- Task input -
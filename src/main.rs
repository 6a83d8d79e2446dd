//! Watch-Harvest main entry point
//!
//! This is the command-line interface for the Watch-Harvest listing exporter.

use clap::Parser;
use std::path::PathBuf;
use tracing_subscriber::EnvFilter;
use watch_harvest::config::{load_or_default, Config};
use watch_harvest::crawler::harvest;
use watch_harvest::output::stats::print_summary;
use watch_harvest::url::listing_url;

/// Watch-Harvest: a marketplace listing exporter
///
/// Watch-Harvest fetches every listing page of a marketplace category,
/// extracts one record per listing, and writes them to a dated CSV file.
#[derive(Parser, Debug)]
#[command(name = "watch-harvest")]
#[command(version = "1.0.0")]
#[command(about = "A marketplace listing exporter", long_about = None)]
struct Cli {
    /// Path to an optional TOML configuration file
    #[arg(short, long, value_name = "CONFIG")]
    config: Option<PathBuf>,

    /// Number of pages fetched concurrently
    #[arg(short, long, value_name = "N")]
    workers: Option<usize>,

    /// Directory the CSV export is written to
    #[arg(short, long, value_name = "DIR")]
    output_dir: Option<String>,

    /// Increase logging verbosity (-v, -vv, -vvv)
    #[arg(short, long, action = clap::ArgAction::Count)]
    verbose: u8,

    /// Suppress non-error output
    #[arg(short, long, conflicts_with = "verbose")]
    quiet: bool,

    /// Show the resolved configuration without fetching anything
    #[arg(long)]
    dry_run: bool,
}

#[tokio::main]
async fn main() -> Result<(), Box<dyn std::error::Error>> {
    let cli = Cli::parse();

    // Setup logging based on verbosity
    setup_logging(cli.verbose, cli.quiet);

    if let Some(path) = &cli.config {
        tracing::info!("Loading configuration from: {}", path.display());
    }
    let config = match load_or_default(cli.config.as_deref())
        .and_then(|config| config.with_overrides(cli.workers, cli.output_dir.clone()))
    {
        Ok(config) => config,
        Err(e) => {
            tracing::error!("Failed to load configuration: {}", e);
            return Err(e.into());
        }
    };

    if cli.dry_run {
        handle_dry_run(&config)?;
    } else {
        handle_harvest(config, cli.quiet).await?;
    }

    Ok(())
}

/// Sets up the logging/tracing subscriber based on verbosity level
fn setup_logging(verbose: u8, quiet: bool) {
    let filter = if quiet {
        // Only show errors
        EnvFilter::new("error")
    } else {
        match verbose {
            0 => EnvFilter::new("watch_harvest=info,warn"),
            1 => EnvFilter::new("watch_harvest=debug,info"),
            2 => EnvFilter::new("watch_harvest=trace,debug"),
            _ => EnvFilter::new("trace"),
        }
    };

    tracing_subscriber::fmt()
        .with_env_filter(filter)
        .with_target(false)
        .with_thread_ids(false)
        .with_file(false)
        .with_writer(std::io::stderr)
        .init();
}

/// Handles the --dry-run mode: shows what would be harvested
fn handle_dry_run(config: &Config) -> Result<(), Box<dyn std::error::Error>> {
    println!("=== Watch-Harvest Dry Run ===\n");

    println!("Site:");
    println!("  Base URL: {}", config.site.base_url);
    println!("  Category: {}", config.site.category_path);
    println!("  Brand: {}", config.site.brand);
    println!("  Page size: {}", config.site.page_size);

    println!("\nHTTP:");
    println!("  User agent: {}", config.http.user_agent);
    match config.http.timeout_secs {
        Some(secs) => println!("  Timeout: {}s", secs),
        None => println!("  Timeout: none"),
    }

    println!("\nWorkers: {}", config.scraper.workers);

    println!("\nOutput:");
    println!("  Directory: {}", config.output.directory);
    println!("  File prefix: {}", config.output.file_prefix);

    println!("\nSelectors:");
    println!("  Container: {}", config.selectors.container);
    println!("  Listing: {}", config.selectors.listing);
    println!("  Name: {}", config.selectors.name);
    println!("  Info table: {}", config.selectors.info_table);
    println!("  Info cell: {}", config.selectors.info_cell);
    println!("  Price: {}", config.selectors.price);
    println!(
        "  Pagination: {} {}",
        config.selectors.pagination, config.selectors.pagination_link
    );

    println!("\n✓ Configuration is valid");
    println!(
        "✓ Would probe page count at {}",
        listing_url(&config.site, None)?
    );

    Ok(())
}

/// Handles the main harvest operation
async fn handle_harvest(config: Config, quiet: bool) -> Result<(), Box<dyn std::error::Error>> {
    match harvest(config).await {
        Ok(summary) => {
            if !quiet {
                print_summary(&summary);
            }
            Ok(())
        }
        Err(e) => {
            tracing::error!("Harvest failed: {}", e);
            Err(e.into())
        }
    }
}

- Exercise aim -
All of the records above are to be printed again exactly as they appear.

- Reply to the task -
filename src/main.rs
repository 6a83d8d79e2446dd
//! Watch-Harvest main entry point
//!
//! This is the command-line interface for the Watch-Harvest listing exporter.

use clap::Parser;
use std::path::PathBuf;
use tracing_subscriber::EnvFilter;
use watch_harvest::config::{load_or_default, Config};
use watch_harvest::crawler::harvest;
use watch_harvest::output::stats::print_summary;
use watch_harvest::url::listing_url;

/// Watch-Harvest: a marketplace listing exporter
///
/// Watch-Harvest fetches every listing page of a marketplace category,
/// extracts one record per listing, and writes them to a dated CSV file.
#[derive(Parser, Debug)]
#[command(name = "watch-harvest")]
#[command(version = "1.0.0")]
#[command(about = "A marketplace listing exporter", long_about = None)]
struct Cli {
    /// Path to an optional TOML configuration file
    #[arg(short, long, value_name = "CONFIG")]
    config: Option<PathBuf>,

    /// Number of pages fetched concurrently
    #[arg(short, long, value_name = "N")]
    workers: Option<usize>,

    /// Directory the CSV export is written to
    #[arg(short, long, value_name = "DIR")]
    output_dir: Option<String>,

    /// Increase logging verbosity (-v, -vv, -vvv)
    #[arg(short, long, action = clap::ArgAction::Count)]
    verbose: u8,

    /// Suppress non-error output
    #[arg(short, long, conflicts_with = "verbose")]
    quiet: bool,

    /// Show the resolved configuration without fetching anything
    #[arg(long)]
    dry_run: bool,
}

#[tokio::main]
async fn main() -> Result<(), Box<dyn std::error::Error>> {
    let cli = Cli::parse();

    // Setup logging based on verbosity
    setup_logging(cli.verbose, cli.quiet);

    if let Some(path) = &cli.config {
        tracing::info!("Loading configuration from: {}", path.display());
    }
    let config = match load_or_default(cli.config.as_deref())
        .and_then(|config| config.with_overrides(cli.workers, cli.output_dir.clone()))
    {
        Ok(config) => config,
        Err(e) => {
            tracing::error!("Failed to load configuration: {}", e);
            return Err(e.into());
        }
    };

    if cli.dry_run {
        handle_dry_run(&config)?;
    } else {
        handle_harvest(config, cli.quiet).await?;
    }

    Ok(())
}

/// Sets up the logging/tracing subscriber based on verbosity level
fn setup_logging(verbose: u8, quiet: bool) {
    let filter = if quiet {
        // Only show errors
        EnvFilter::new("error")
    } else {
        match verbose {
            0 => EnvFilter::new("watch_harvest=info,warn"),
            1 => EnvFilter::new("watch_harvest=debug,info"),
            2 => EnvFilter::new("watch_harvest=trace,debug"),
            _ => EnvFilter::new("trace"),
        }
    };

    tracing_subscriber::fmt()
        .with_env_filter(filter)
        .with_target(false)
        .with_thread_ids(false)
        .with_file(false)
        .with_writer(std::io::stderr)
        .init();
}

/// Handles the --dry-run mode: shows what would be harvested
fn handle_dry_run(config: &Config) -> Result<(), Box<dyn std::error::Error>> {
    println!("=== Watch-Harvest Dry Run ===\n");

    println!("Site:");
    println!("  Base URL: {}", config.site.base_url);
    println!("  Category: {}", config.site.category_path);
    println!("  Brand: {}", config.site.brand);
    println!("  Page size: {}", config.site.page_size);

    println!("\nHTTP:");
    println!("  User agent: {}", config.http.user_agent);
    match config.http.timeout_secs {
        Some(secs) => println!("  Timeout: {}s", secs),
        None => println!("  Timeout: none"),
    }

    println!("\nWorkers: {}", config.scraper.workers);

    println!("\nOutput:");
    println!("  Directory: {}", config.output.directory);
    println!("  File prefix: {}", config.output.file_prefix);

    println!("\nSelectors:");
    println!("  Container: {}", config.selectors.container);
    println!("  Listing: {}", config.selectors.listing);
    println!("  Name: {}", config.selectors.name);
    println!("  Info table: {}", config.selectors.info_table);
    println!("  Info cell: {}", config.selectors.info_cell);
    println!("  Price: {}", config.selectors.price);
    println!(
        "  Pagination: {} {}",
        config.selectors.pagination, config.selectors.pagination_link
    );

    println!("\n✓ Configuration is valid");
    println!(
        "✓ Would probe page count at {}",
        listing_url(&config.site, None)?
    );

    Ok(())
}

/// Handles the main harvest operation
async fn handle_harvest(config: Config, quiet: bool) -> Result<(), Box<dyn std::error::Error>> {
    match harvest(config).await {
        Ok(summary) => {
            if !quiet {
                print_summary(&summary);
            }
            Ok(())
        }
        Err(e) => {
            tracing::error!("Harvest failed: {}", e);
            Err(e.into())
        }
    }
}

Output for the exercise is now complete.